● **Record excerpts**
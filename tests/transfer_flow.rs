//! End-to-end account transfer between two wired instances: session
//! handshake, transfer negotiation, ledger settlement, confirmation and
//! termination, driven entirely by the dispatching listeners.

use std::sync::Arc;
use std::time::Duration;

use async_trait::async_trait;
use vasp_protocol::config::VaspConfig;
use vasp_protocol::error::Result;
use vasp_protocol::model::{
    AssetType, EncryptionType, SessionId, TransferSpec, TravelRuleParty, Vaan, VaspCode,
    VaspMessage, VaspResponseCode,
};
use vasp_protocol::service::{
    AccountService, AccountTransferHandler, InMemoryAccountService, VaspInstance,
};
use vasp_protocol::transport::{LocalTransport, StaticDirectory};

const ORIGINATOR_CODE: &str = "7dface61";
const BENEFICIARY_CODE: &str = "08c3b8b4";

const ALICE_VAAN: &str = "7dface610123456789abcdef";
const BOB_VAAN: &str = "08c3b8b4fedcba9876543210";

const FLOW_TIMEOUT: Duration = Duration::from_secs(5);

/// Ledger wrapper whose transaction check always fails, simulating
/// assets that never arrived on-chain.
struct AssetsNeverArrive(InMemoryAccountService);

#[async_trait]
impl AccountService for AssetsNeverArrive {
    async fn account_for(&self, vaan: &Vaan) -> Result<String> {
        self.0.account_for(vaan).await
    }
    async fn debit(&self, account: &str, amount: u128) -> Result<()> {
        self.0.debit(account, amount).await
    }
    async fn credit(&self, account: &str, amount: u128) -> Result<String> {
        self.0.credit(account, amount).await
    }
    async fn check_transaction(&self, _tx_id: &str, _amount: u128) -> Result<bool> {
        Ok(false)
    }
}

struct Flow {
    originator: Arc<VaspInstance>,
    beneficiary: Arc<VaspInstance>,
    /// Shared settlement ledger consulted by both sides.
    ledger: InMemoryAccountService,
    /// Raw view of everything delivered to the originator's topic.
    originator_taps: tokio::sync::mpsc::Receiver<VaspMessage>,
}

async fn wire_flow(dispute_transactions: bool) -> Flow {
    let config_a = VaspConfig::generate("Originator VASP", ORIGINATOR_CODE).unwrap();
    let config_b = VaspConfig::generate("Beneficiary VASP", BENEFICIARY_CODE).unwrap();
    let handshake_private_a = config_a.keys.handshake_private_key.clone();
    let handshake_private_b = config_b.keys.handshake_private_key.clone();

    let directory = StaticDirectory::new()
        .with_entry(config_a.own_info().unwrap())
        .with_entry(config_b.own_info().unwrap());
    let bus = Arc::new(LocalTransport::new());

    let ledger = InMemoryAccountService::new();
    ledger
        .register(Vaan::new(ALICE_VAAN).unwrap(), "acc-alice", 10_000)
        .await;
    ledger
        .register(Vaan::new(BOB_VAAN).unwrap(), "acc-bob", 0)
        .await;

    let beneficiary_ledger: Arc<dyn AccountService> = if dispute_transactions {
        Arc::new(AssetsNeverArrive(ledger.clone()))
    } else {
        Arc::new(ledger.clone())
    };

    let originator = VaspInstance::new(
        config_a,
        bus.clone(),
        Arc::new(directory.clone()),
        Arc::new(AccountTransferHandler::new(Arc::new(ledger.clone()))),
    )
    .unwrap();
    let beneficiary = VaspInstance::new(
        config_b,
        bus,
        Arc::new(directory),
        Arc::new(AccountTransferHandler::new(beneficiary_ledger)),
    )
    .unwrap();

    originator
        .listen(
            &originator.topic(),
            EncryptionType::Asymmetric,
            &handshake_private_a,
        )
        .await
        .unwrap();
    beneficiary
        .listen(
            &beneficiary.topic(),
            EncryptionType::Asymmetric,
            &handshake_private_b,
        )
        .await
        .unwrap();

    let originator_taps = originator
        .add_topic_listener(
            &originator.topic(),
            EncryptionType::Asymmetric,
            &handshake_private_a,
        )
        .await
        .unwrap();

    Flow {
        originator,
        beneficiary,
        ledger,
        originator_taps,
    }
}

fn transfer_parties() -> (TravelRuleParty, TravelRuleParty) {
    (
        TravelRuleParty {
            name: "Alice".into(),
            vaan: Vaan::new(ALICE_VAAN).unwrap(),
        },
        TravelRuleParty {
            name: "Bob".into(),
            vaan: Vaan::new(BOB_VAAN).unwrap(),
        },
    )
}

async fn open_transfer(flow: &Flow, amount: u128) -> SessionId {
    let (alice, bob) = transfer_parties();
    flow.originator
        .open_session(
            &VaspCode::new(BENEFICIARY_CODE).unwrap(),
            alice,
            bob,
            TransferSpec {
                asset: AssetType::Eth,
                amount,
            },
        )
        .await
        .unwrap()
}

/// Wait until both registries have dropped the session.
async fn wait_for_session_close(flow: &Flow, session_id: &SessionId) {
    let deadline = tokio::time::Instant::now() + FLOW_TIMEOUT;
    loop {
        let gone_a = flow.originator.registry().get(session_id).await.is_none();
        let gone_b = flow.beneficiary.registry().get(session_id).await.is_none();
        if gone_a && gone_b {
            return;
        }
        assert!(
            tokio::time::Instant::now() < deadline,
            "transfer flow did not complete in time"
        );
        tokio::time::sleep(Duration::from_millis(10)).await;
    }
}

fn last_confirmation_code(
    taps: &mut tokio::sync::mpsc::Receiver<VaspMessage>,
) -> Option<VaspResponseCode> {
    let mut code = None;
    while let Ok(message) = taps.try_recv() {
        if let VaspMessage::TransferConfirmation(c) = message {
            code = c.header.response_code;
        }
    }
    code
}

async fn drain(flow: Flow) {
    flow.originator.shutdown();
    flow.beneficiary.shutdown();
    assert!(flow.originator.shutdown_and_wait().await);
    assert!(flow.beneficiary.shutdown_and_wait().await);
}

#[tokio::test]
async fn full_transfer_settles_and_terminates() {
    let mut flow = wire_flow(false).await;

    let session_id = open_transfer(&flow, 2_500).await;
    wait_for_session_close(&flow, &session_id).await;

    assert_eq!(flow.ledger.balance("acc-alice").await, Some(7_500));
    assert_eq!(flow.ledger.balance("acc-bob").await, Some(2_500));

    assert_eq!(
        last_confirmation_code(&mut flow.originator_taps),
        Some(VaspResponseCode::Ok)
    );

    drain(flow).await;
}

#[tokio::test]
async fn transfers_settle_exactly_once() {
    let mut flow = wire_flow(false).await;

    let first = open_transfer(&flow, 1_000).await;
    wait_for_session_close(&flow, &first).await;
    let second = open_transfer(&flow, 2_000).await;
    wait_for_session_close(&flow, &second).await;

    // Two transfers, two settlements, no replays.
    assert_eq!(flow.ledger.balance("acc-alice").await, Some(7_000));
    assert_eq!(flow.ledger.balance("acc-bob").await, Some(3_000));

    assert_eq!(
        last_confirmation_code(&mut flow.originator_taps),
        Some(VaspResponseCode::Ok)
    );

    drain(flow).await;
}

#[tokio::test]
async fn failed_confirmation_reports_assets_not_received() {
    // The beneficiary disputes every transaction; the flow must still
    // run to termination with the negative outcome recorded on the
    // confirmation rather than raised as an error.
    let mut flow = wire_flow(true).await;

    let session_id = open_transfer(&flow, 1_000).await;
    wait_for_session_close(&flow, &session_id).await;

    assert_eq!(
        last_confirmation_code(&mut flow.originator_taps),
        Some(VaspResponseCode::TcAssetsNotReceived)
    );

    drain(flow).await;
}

==

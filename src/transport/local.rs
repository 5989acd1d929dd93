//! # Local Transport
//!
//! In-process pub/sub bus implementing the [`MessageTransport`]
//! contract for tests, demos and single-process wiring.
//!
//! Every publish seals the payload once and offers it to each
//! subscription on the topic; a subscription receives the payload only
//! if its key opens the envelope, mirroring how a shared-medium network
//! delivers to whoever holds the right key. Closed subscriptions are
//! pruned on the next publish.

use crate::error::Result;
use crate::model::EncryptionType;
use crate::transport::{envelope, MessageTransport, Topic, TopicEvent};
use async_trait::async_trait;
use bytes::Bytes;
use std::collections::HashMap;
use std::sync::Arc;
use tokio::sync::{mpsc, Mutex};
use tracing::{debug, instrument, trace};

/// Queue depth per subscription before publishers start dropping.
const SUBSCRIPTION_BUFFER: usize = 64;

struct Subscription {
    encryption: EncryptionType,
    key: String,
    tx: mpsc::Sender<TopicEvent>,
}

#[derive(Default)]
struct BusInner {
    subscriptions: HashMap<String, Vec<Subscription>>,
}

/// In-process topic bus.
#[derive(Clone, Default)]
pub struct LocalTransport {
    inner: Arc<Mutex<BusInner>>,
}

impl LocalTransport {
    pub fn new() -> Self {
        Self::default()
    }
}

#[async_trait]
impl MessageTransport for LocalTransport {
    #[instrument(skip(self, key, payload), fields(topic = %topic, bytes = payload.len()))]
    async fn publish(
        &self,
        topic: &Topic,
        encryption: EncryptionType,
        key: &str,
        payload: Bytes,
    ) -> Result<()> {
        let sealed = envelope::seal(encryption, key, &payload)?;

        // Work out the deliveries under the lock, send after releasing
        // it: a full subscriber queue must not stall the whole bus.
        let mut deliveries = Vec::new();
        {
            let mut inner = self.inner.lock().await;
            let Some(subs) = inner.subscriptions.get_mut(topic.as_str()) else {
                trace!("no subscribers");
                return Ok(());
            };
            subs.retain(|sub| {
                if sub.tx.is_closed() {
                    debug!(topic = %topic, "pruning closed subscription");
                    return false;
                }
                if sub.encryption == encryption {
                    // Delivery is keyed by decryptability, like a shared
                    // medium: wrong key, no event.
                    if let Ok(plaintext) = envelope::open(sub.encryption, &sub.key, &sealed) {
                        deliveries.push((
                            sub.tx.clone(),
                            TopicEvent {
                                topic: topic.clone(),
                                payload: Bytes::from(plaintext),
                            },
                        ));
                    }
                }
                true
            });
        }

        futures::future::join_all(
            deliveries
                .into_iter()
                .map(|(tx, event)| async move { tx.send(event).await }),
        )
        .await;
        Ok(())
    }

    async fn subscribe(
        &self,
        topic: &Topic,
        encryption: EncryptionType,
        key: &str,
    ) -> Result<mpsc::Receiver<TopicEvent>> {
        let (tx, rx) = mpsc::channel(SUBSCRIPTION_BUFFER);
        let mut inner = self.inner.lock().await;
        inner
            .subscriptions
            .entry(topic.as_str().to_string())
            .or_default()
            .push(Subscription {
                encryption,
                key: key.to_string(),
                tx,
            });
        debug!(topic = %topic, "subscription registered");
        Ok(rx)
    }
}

--

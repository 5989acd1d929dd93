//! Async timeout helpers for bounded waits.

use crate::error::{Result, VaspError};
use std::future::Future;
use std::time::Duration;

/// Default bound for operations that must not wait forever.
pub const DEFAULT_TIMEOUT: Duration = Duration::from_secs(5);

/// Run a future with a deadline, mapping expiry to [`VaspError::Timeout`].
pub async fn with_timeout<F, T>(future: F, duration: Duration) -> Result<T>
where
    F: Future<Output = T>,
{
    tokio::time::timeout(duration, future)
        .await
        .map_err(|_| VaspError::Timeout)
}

● **Task directions**
Determine how many lines in the entries above hold the string "push", then report that number and nothing further.

● **Expected output**
2